Now, at this point it’s worth saying that I know there are other people out there who cherish these books in the way we do and give them respect and deep affection; and I also know there are specialist children’s bookshops (new and second hand) who fly the flag. But the truth is that it’s a comparatively small community. For the vast majority of people these are ‘just children’s books’ and become clutter to be disposed of when they consider their children have outgrown them. That they may have intrinsic, artistic and aesthetic value in their own right rarely seems to occur to them.

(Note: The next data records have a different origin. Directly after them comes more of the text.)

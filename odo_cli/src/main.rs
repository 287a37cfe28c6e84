mod check;
mod cli;
mod config;
mod error_fmt;
mod reconstruct;
mod sources;
mod watch;

use std::path::Path;

use clap::Parser;
use tracing_subscriber::prelude::*;
use tracing_subscriber::{EnvFilter, fmt};

use crate::cli::{Cli, Commands, FILE_GUARD, JSON_MODE, json_mode};
use crate::error_fmt::{exit_code_for_error, format_error_json, humanize};

fn main() {
    let _ = color_eyre::install();
    let cli = Cli::parse();
    let _ = JSON_MODE.set(cli.json);

    let code = match run(cli) {
        Ok(()) => 0,
        Err(e) => {
            tracing::error!(error = %e, "command failed");
            if json_mode() {
                println!("{}", format_error_json(&e));
            } else {
                eprintln!("{}", humanize(&e));
            }
            exit_code_for_error(&e)
        }
    };
    std::process::exit(code);
}

fn run(cli: Cli) -> eyre::Result<()> {
    let cfg = config::load_config(&cli.config)?;
    init_tracing(cli.json, cli.log_level.as_deref(), &cfg.logging);
    tracing::debug!(config = %cli.config.display(), "config loaded");

    match &cli.cmd {
        Commands::Reconstruct(args) => reconstruct::run_reconstruct(&cfg, args, cli.json),
        Commands::Watch { once } => watch::run_watch(&cfg, *once, cli.json),
        Commands::Check => check::run_check(&cli.config, &cfg, cli.json),
    }
}

/// Console logs go to stderr so stdout stays machine-readable. `RUST_LOG`
/// overrides the level from the flag or the config.
fn init_tracing(json: bool, level: Option<&str>, logging: &odo_config::Logging) {
    let level = level
        .or(logging.level.as_deref())
        .unwrap_or("info");
    let filter = EnvFilter::try_from_default_env().unwrap_or_else(|_| EnvFilter::new(level));

    let console = if json {
        fmt::layer().json().with_writer(std::io::stderr).boxed()
    } else {
        fmt::layer().with_writer(std::io::stderr).boxed()
    };

    let file_layer = logging.file.as_deref().map(|file| {
        let path = Path::new(file);
        let dir = path
            .parent()
            .filter(|p| !p.as_os_str().is_empty())
            .unwrap_or_else(|| Path::new("."));
        let name = path.file_name().unwrap_or(path.as_os_str());
        let appender = match logging.rotation.as_deref() {
            Some("daily") => tracing_appender::rolling::daily(dir, name),
            Some("hourly") => tracing_appender::rolling::hourly(dir, name),
            _ => tracing_appender::rolling::never(dir, name),
        };
        let (writer, guard) = tracing_appender::non_blocking(appender);
        let _ = FILE_GUARD.set(guard);
        fmt::layer()
            .json()
            .with_ansi(false)
            .with_writer(writer)
            .boxed()
    });

    let _ = tracing_subscriber::registry()
        .with(filter)
        .with(console)
        .with(file_layer)
        .try_init();
}
#![cfg_attr(all(not(debug_assertions), not(test)), deny(warnings))]
#![cfg_attr(
    all(not(debug_assertions), not(test)),
    deny(clippy::all, clippy::pedantic, clippy::nursery)
)]
#![allow(clippy::module_name_repetitions, clippy::missing_errors_doc)]
//! Config schemas and input table parsing for the odometer pipeline.
//!
//! - `Config` and sub-structs are deserialized from TOML and validated.
//! - CSV loaders enforce exact headers; timestamps accept RFC 3339 and the
//!   naive database layouts.
use chrono::{DateTime, Utc};
use serde::Deserialize;
use std::path::PathBuf;

pub mod tables;
pub mod timestamp;

pub use tables::{
    EventRow, FeedRow, SampleRow, load_donation_feed, load_events_csv, load_samples_csv,
    parse_donation_feed,
};
pub use timestamp::parse_timestamp;

use timestamp::de_timestamp;

#[derive(Debug, Deserialize)]
#[serde(default)]
pub struct ReconstructionCfg {
    /// Nominal top speed of the vehicle; odometer progress faster than this is implausible.
    pub max_speed_mph: f64,
    /// Readings above this before the first trusted sample are treated as power-on noise.
    pub startup_noise_miles: f64,
    /// Minute buckets stop this many hours after the run start.
    pub max_span_hours: u32,
}

impl Default for ReconstructionCfg {
    fn default() -> Self {
        Self {
            max_speed_mph: 45.0,
            startup_noise_miles: 1000.0,
            max_span_hours: 14 * 24,
        }
    }
}

#[derive(Debug, Deserialize)]
#[serde(default)]
pub struct PollCfg {
    /// Seconds between polling cycles
    pub interval_s: u64,
    /// Previous runs with `year >= decimate_previous_from` are thinned to every fifth point
    pub decimate_previous_from: u32,
}

impl Default for PollCfg {
    fn default() -> Self {
        Self {
            interval_s: 60,
            decimate_previous_from: 5,
        }
    }
}

#[derive(Debug, Deserialize)]
#[serde(default)]
pub struct OutputCfg {
    pub dir: PathBuf,
}

impl Default for OutputCfg {
    fn default() -> Self {
        Self {
            dir: PathBuf::from("."),
        }
    }
}

#[derive(Debug, Deserialize)]
pub struct SourcesCfg {
    /// Odometer export (`timestamp,odometer`)
    pub samples_csv: PathBuf,
    /// Optional event export (`timestamp,category,description`)
    #[serde(default)]
    pub events_csv: Option<PathBuf>,
    /// Optional donation feed path template; `{year}` is substituted
    #[serde(default)]
    pub donations: Option<String>,
}

impl SourcesCfg {
    pub fn donations_path(&self, year: u32) -> Option<PathBuf> {
        self.donations
            .as_ref()
            .map(|t| PathBuf::from(t.replace("{year}", &year.to_string())))
    }
}

#[derive(Debug, Deserialize, Default)]
#[serde(default)]
pub struct Logging {
    pub file: Option<String>,  // path to .log (JSON lines)
    pub level: Option<String>, // "info","debug"
    /// Log rotation policy: "never" | "daily" | "hourly" (default: never)
    pub rotation: Option<String>,
}

/// One marathon run. The run without `end_hour` is the one in progress.
#[derive(Debug, Deserialize, Clone)]
pub struct RunCfg {
    pub year: u32,
    #[serde(deserialize_with = "de_timestamp")]
    pub start: DateTime<Utc>,
    #[serde(default)]
    pub end_hour: Option<f64>,
}

#[derive(Debug, Deserialize, Clone)]
pub struct ShiftCfg {
    pub name: String,
    pub start_hour: f64,
    pub end_hour: f64,
}

fn default_label() -> String {
    "DBfH".to_string()
}

fn default_shifts() -> Vec<ShiftCfg> {
    [
        ("Zeta Shift", 0.0, 6.0),
        ("Dawn Guard", 6.0, 12.0),
        ("Alpha Flight", 12.0, 18.0),
        ("Night Watch", 18.0, 24.0),
    ]
    .into_iter()
    .map(|(name, start_hour, end_hour)| ShiftCfg {
        name: name.to_string(),
        start_hour,
        end_hour,
    })
    .collect()
}

#[derive(Debug, Deserialize)]
pub struct Config {
    /// Prefix for artifact names and chart titles
    #[serde(default = "default_label")]
    pub label: String,
    #[serde(default)]
    pub reconstruction: ReconstructionCfg,
    #[serde(default)]
    pub poll: PollCfg,
    #[serde(default)]
    pub output: OutputCfg,
    pub sources: SourcesCfg,
    #[serde(default)]
    pub logging: Logging,
    pub runs: Vec<RunCfg>,
    #[serde(default = "default_shifts")]
    pub shifts: Vec<ShiftCfg>,
}

pub fn load_toml(s: &str) -> Result<Config, toml::de::Error> {
    toml::from_str::<Config>(s)
}

impl Config {
    /// The run still in progress (no `end_hour`).
    pub fn current_run(&self) -> Option<&RunCfg> {
        self.runs.iter().find(|r| r.end_hour.is_none())
    }

    /// Finished runs, in config order.
    pub fn previous_runs(&self) -> impl Iterator<Item = &RunCfg> {
        self.runs.iter().filter(|r| r.end_hour.is_some())
    }

    pub fn validate(&self) -> eyre::Result<()> {
        if self.label.trim().is_empty() {
            eyre::bail!("label must not be empty");
        }

        // Reconstruction
        let r = &self.reconstruction;
        if !(r.max_speed_mph.is_finite() && r.max_speed_mph > 0.0) {
            eyre::bail!("reconstruction.max_speed_mph must be > 0");
        }
        if r.max_speed_mph > 1000.0 {
            eyre::bail!("reconstruction.max_speed_mph is unreasonably large (>1000)");
        }
        if !(r.startup_noise_miles.is_finite() && r.startup_noise_miles >= 0.0) {
            eyre::bail!("reconstruction.startup_noise_miles must be >= 0");
        }
        if r.max_span_hours == 0 {
            eyre::bail!("reconstruction.max_span_hours must be >= 1");
        }
        if r.max_span_hours > 366 * 24 {
            eyre::bail!("reconstruction.max_span_hours is unreasonably large (>1 year)");
        }

        // Poll
        if self.poll.interval_s == 0 {
            eyre::bail!("poll.interval_s must be >= 1");
        }
        if self.poll.interval_s > 24 * 60 * 60 {
            eyre::bail!("poll.interval_s is unreasonably large (>24h)");
        }

        // Sources
        if let Some(t) = &self.sources.donations
            && !t.contains("{year}")
        {
            eyre::bail!("sources.donations must contain a {{year}} placeholder");
        }

        // Logging
        if let Some(rot) = self.logging.rotation.as_deref()
            && !matches!(rot, "never" | "daily" | "hourly")
        {
            eyre::bail!("logging.rotation must be one of never|daily|hourly, got {rot:?}");
        }

        // Runs
        let current = self.runs.iter().filter(|r| r.end_hour.is_none()).count();
        if current != 1 {
            eyre::bail!("runs must contain exactly one run without end_hour, found {current}");
        }
        for (i, run) in self.runs.iter().enumerate() {
            if let Some(h) = run.end_hour
                && !(h.is_finite() && h > 0.0)
            {
                eyre::bail!("runs[{i}].end_hour must be > 0");
            }
            if self.runs[..i].iter().any(|o| o.year == run.year) {
                eyre::bail!("runs[{i}].year {} is duplicated", run.year);
            }
        }

        // Shifts
        for (i, s) in self.shifts.iter().enumerate() {
            if !(0.0..=24.0).contains(&s.start_hour) || !(0.0..=24.0).contains(&s.end_hour) {
                eyre::bail!("shifts[{i}] hours must be within [0, 24]");
            }
            if s.start_hour >= s.end_hour {
                eyre::bail!("shifts[{i}].start_hour must be < end_hour");
            }
        }

        Ok(())
    }
}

Charity shops often toss these books into some inaccessible corner, or most irritating of all, into a round basket that makes them almost impossible to look at and mutilates their edges. Many second hand bookshops have only tiny selections of children’s books and usually only older late 19th or early 20th century editions that can be labelled ‘old and interesting’. Those that do keep modern illustrated children’s books as potentially collectible items of desire tend to focus on a small number of artists – Edward Ardizonne, Quentin Blake or Michael Foreman for example and, more recently, Axel Scheffler’s work with Julia Donaldson.

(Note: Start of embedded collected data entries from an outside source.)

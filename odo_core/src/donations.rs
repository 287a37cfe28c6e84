//! Donation totals on the bus-time axis, per run.

use chrono::{DateTime, NaiveDate, Utc};
use odo_traits::DonationEntry;
use serde::Serialize;

use crate::util::SECS_PER_HOUR;

/// Keep every n-th point when thinning finished runs.
pub const DECIMATE_STEP: usize = 5;

#[derive(Debug, Clone, Copy, PartialEq, Serialize)]
pub struct DonationPoint {
    /// Whole seconds since the run start.
    pub bus_seconds: i64,
    pub total: f64,
}

/// One run's donation curve with its display label.
#[derive(Debug, Clone, PartialEq, Serialize)]
pub struct RunSeries {
    pub year: u32,
    pub label: String,
    pub current: bool,
    pub points: Vec<DonationPoint>,
}

/// `"{prefix} {year}"`; run numbers past 10 are shown as calendar years.
pub fn run_label(prefix: &str, year: u32) -> String {
    let shown = if year > 10 { year + 2006 } else { year };
    format!("{prefix} {shown}")
}

/// Minute-resolution instant of a feed entry; `None` for impossible dates.
pub fn entry_time(e: &DonationEntry) -> Option<DateTime<Utc>> {
    NaiveDate::from_ymd_opt(e.year, e.month, e.day)?
        .and_hms_opt(e.hour, e.minute, 0)
        .map(|n| n.and_utc())
}

/// Place feed entries on the bus-time axis of a run starting at `start`.
///
/// Entries before the start, or past `end_hour` when given, are dropped. With
/// `decimate`, every fifth remaining entry is kept, starting with the first.
pub fn donation_series(
    entries: &[DonationEntry],
    start: DateTime<Utc>,
    end_hour: Option<f64>,
    decimate: bool,
) -> Vec<DonationPoint> {
    let limit = end_hour.map(|h| h * SECS_PER_HOUR);
    let mut dropped = 0usize;
    let kept = entries.iter().filter_map(|e| {
        let Some(t) = entry_time(e) else {
            dropped += 1;
            return None;
        };
        let bus_seconds = (t - start).num_seconds();
        let in_window = bus_seconds >= 0 && limit.is_none_or(|l| bus_seconds as f64 <= l);
        in_window.then_some(DonationPoint {
            bus_seconds,
            total: e.total,
        })
    });
    let step = if decimate { DECIMATE_STEP } else { 1 };
    let points: Vec<DonationPoint> = kept.step_by(step).collect();
    if dropped > 0 {
        tracing::warn!(dropped, "donation entries with invalid dates skipped");
    }
    points
}
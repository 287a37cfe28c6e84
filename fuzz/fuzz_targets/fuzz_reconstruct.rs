#![no_main]
use chrono::{DateTime, TimeDelta, Utc};
use libfuzzer_sys::fuzz_target;
use odo_core::{ReconstructParams, Sample, reconstruct};

fn shifted(t0: DateTime<Utc>, secs: i64) -> Option<DateTime<Utc>> {
    t0.checked_add_signed(TimeDelta::try_seconds(secs)?)
}

fuzz_target!(|input: (i32, Vec<(i64, f64)>)| {
    let (start_offset, points) = input;
    let t0 = DateTime::UNIX_EPOCH + TimeDelta::days(19_000);
    // Offsets span the whole calendar; only unrepresentable instants are dropped.
    let samples: Vec<Sample> = points
        .iter()
        .filter_map(|&(s, m)| shifted(t0, s).map(|t| Sample::new(t, m)))
        .collect();
    let Some(start) = shifted(t0, i64::from(start_offset)) else {
        return;
    };
    let params = ReconstructParams::default();
    if let Ok(r) = reconstruct(&samples, start, &params) {
        assert_eq!(r.corrected.len(), samples.len());
        assert!(r.buckets.len() <= params.max_span_minutes);
        let _ = r.buckets.to_json();
    }
});
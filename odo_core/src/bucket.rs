//! Minute-bucket resampling of the corrected series.
//!
//! Buckets sit on a grid anchored at the run start: bucket `k` covers
//! `[start + k min, start + (k+1) min)`. The series is dense, so a timestamp
//! truncated down to its minute always lands on a computed bucket as long as
//! it falls between the start and the last sample.

use std::collections::BTreeMap;

use chrono::{DateTime, Utc};
use serde::ser::{SerializeSeq, SerializeTuple};
use serde::{Serialize, Serializer};

use crate::sample::Sample;
use crate::util::{MILLIS_PER_MINUTE, format_minute, minute_start, minutes_since};

#[derive(Debug, Clone, Copy, PartialEq)]
pub struct Bucket {
    pub minute: DateTime<Utc>,
    /// Mean of the resolved samples in the minute; `None` when there were none.
    pub mean_miles: Option<f64>,
}

/// Serialized as `["YYYY-MM-DDTHH:MM:SS", miles | null]`.
impl Serialize for Bucket {
    fn serialize<S: Serializer>(&self, serializer: S) -> Result<S::Ok, S::Error> {
        let mut t = serializer.serialize_tuple(2)?;
        t.serialize_element(&format_minute(self.minute))?;
        t.serialize_element(&self.mean_miles)?;
        t.end()
    }
}

#[derive(Debug, Clone, PartialEq)]
pub struct BucketedSeries {
    start: DateTime<Utc>,
    buckets: Vec<Bucket>,
}

impl BucketedSeries {
    /// Average resolved values into one bucket per minute from `start` through
    /// the minute holding the last sample's timestamp, capped at `max_buckets`.
    pub fn resample(
        samples: &[Sample],
        corrected: &[Option<f64>],
        start: DateTime<Utc>,
        max_buckets: usize,
    ) -> Self {
        debug_assert_eq!(samples.len(), corrected.len());
        let wanted = samples
            .last()
            .map_or(0, |last| bucket_count(start, last.timestamp));
        let count = wanted.min(max_buckets);
        if wanted > count {
            tracing::warn!(
                wanted,
                kept = count,
                "last sample is past the bucket horizon; series truncated"
            );
        }

        let mut sums = vec![(0.0f64, 0usize); count];
        for (s, c) in samples.iter().zip(corrected) {
            let Some(value) = c else { continue };
            let Some(k) = minutes_since(start, s.timestamp) else {
                continue;
            };
            if let Some(slot) = sums.get_mut(k) {
                slot.0 += value;
                slot.1 += 1;
            }
        }

        // `map_while` stops at the end of the representable calendar.
        let buckets = sums
            .into_iter()
            .enumerate()
            .map_while(|(k, (sum, n))| {
                Some(Bucket {
                    minute: minute_start(start, k)?,
                    mean_miles: (n > 0).then(|| sum / n as f64),
                })
            })
            .collect();

        Self { start, buckets }
    }

    pub fn start(&self) -> DateTime<Utc> {
        self.start
    }

    pub fn buckets(&self) -> &[Bucket] {
        &self.buckets
    }

    pub fn len(&self) -> usize {
        self.buckets.len()
    }

    pub fn is_empty(&self) -> bool {
        self.buckets.is_empty()
    }

    pub fn iter(&self) -> std::slice::Iter<'_, Bucket> {
        self.buckets.iter()
    }

    /// Bucket whose minute contains `t`, if `t` is inside the series.
    pub fn bucket_at(&self, t: DateTime<Utc>) -> Option<&Bucket> {
        minutes_since(self.start, t).and_then(|k| self.buckets.get(k))
    }

    /// Mileage of the minute containing `t`; `None` outside the series or for
    /// an absent bucket.
    pub fn miles_at(&self, t: DateTime<Utc>) -> Option<f64> {
        self.bucket_at(t).and_then(|b| b.mean_miles)
    }

    /// Minute start → mean mileage, for callers that want a keyed table.
    pub fn lookup(&self) -> BTreeMap<DateTime<Utc>, Option<f64>> {
        self.buckets.iter().map(|b| (b.minute, b.mean_miles)).collect()
    }

    /// The persisted artifact: a JSON array of `[timestamp, miles|null]`.
    pub fn to_json(&self) -> serde_json::Result<Vec<u8>> {
        serde_json::to_vec(self)
    }
}

impl Serialize for BucketedSeries {
    fn serialize<S: Serializer>(&self, serializer: S) -> Result<S::Ok, S::Error> {
        let mut seq = serializer.serialize_seq(Some(self.buckets.len()))?;
        for b in &self.buckets {
            seq.serialize_element(b)?;
        }
        seq.end()
    }
}

impl<'a> IntoIterator for &'a BucketedSeries {
    type Item = &'a Bucket;
    type IntoIter = std::slice::Iter<'a, Bucket>;

    fn into_iter(self) -> Self::IntoIter {
        self.buckets.iter()
    }
}

/// `floor((last - start) / 1 min) + 1`, or zero when `last` precedes `start`.
fn bucket_count(start: DateTime<Utc>, last: DateTime<Utc>) -> usize {
    let ms = (last - start).num_milliseconds();
    if ms < 0 {
        return 0;
    }
    usize::try_from(ms / MILLIS_PER_MINUTE).map_or(0, |k| k + 1)
}

#[cfg(test)]
mod tests {
    use super::*;
    use chrono::{TimeDelta, TimeZone};

    fn t0() -> DateTime<Utc> {
        Utc.with_ymd_and_hms(2023, 11, 10, 18, 0, 0).unwrap()
    }

    fn at(secs: i64, miles: f64) -> Sample {
        Sample::new(t0() + TimeDelta::seconds(secs), miles)
    }

    #[test]
    fn averages_resolved_values_per_minute() {
        let samples = [at(5, 10.0), at(30, 10.2), at(65, 10.5), at(130, 11.0)];
        let corrected = [Some(10.0), Some(10.2), None, Some(11.0)];
        let series = BucketedSeries::resample(&samples, &corrected, t0(), usize::MAX);
        assert_eq!(series.len(), 3);
        assert!((series.buckets()[0].mean_miles.unwrap() - 10.1).abs() < 1e-12);
        // Only an unresolved sample in minute 1: absent, not zero.
        assert_eq!(series.buckets()[1].mean_miles, None);
        assert_eq!(series.buckets()[2].mean_miles, Some(11.0));
        assert_eq!(series.buckets()[2].minute, t0() + TimeDelta::minutes(2));
    }

    #[test]
    fn last_sample_on_a_minute_boundary_gets_its_bucket() {
        let samples = [at(0, 1.0), at(120, 1.2)];
        let series = BucketedSeries::resample(&samples, &[Some(1.0), Some(1.2)], t0(), usize::MAX);
        assert_eq!(series.len(), 3);
        assert_eq!(series.buckets()[2].mean_miles, Some(1.2));
    }

    #[test]
    fn samples_before_start_are_ignored() {
        let start = t0() + TimeDelta::minutes(1);
        let samples = [at(0, 1.0), at(70, 1.1)];
        let series = BucketedSeries::resample(&samples, &[Some(1.0), Some(1.1)], start, usize::MAX);
        assert_eq!(series.len(), 1);
        assert_eq!(series.buckets()[0].mean_miles, Some(1.1));
    }

    #[test]
    fn series_stops_at_max_buckets() {
        let samples = [at(0, 1.0), at(61, 1.1), at(400 * 24 * 3600, 9.0)];
        let series = BucketedSeries::resample(&samples, &[Some(1.0), Some(1.1), Some(9.0)], t0(), 3);
        assert_eq!(series.len(), 3);
        assert_eq!(series.buckets()[1].mean_miles, Some(1.1));
        assert_eq!(series.buckets()[2].mean_miles, None);
    }

    #[test]
    fn lookup_truncates_to_minute() {
        let samples = [at(0, 1.0), at(61, 1.1), at(190, 1.3)];
        let series =
            BucketedSeries::resample(&samples, &[Some(1.0), Some(1.1), Some(1.3)], t0(), usize::MAX);
        assert_eq!(series.miles_at(t0() + TimeDelta::seconds(119)), Some(1.1));
        assert_eq!(series.miles_at(t0() + TimeDelta::minutes(2)), None);
        assert_eq!(series.miles_at(t0() - TimeDelta::seconds(1)), None);
        assert_eq!(series.miles_at(t0() + TimeDelta::minutes(10)), None);
        assert_eq!(series.lookup().len(), series.len());
    }

    #[test]
    fn serializes_as_pairs_with_null() {
        let samples = [at(0, 1.5), at(70, 2.0)];
        let series = BucketedSeries::resample(&samples, &[Some(1.5), None], t0(), usize::MAX);
        let json = String::from_utf8(series.to_json().unwrap()).unwrap();
        assert_eq!(
            json,
            r#"[["2023-11-10T18:00:00",1.5],["2023-11-10T18:01:00",null]]"#
        );
    }
}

The truth is that there are some very special and talented artists who work in the field of children’s book illustration and their books can be seen as remarkable works of art. People pay extravagant amounts of money for high end art publications or for reproductions of famous artworks and yet they pass up the possibility of getting their hands on original first edition copies of superb art in the form of these children’s books for less than £20 in most cases – even less if you seek out the copies that have made their way onto the second hand market. You can also get examples of these children’s illustrated books signed by the author and artist for very little more than the original cover price.
For those of you looking to build your own collections there are some names we think you should look out for. More established ‘traditional’ illustrators might include the likes of Brian Wildsmith, Shirley Hughes, Raymond Briggs, Charles Keeping, Emma Chichester-Clarke, David McKee – all artists we come across regularly when we’re out hunting the charity and second hand shops.
Of the more contemporary artists keep an eye open for Lauren Child, Chris Riddell, Posy Simmonds and Shaun Tan who we rate highly and think are well worth exploring.
You also have the chance of exploring the way different artists have interpreted your favourite classic stories. Every new generation of book illustrators seems to be drawn to producing their own version of books like Alice in Wonderland, The Wizard of Oz, The Secret Garden or Wind in the Willows and their very different styles and approaches can add a fascinating extra dimension to the originals.
There are also some fantastic contemporary artists whose work in book illustration is only one aspect of their wider work – Jane Ray, Jackie Morris, Beatrice Alemagna, Brian Selznick to name just a handful of our favourites.
The examples I’ve given above barely scratch the surface of what’s out there to explore. The world of children’s book illustration has never been richer in invention than it currently is and it is a really wonderful time to step in and begin building a collection that will delight you – and others – for years to come.